Start of Supplied data

//! Error types for the evaluation engine

use thiserror::Error;

/// Errors raised at the evaluation boundary.
///
/// Malformed input is rejected with the offending field named; it is never
/// silently coerced.
#[derive(Error, Debug)]
pub enum EvalError {
    /// Top-level JSON value is not an object
    #[error("Top-level value is not a JSON object")]
    NotAnObject,

    /// The required top-level key is absent
    #[error("Missing 'checkboxes' key at the top level")]
    MissingCheckboxes,

    /// The checkboxes value has the wrong shape
    #[error("'checkboxes' is not an array")]
    CheckboxesNotArray,

    /// One record carries a missing or mistyped field
    #[error("Checkbox {index}: field '{field}' is missing or not a {expected}")]
    InvalidField {
        /// Zero-based position of the record in the array
        index: usize,
        /// Name of the offending field
        field: &'static str,
        /// Expected JSON type
        expected: &'static str,
    },

    /// Input was not valid JSON at all
    #[error("JSON parse error: {0}")]
    Json(#[from] serde_json::Error),

    /// File could not be read or written
    #[error("I/O error: {0}")]
    Io(#[from] std::io::Error),
}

End of Supplied data

• Work instructions:
Word for word, write out all of the entries again.

• Written answer:
//! Error types for the evaluation engine

use thiserror::Error;

/// Errors raised at the evaluation boundary.
///
/// Malformed input is rejected with the offending field named; it is never
/// silently coerced.
#[derive(Error, Debug)]
pub enum EvalError {
    /// Top-level JSON value is not an object
    #[error("Top-level value is not a JSON object")]
    NotAnObject,

    /// The required top-level key is absent
    #[error("Missing 'checkboxes' key at the top level")]
    MissingCheckboxes,

    /// The checkboxes value has the wrong shape
    #[error("'checkboxes' is not an array")]
    CheckboxesNotArray,

    /// One record carries a missing or mistyped field
    #[error("Checkbox {index}: field '{field}' is missing or not a {expected}")]
    InvalidField {
        /// Zero-based position of the record in the array
        index: usize,
        /// Name of the offending field
        field: &'static str,
        /// Expected JSON type
        expected: &'static str,
    },

    /// Input was not valid JSON at all
    #[error("JSON parse error: {0}")]
    Json(#[from] serde_json::Error),

    /// File could not be read or written
    #[error("I/O error: {0}")]
    Io(#[from] std::io::Error),
}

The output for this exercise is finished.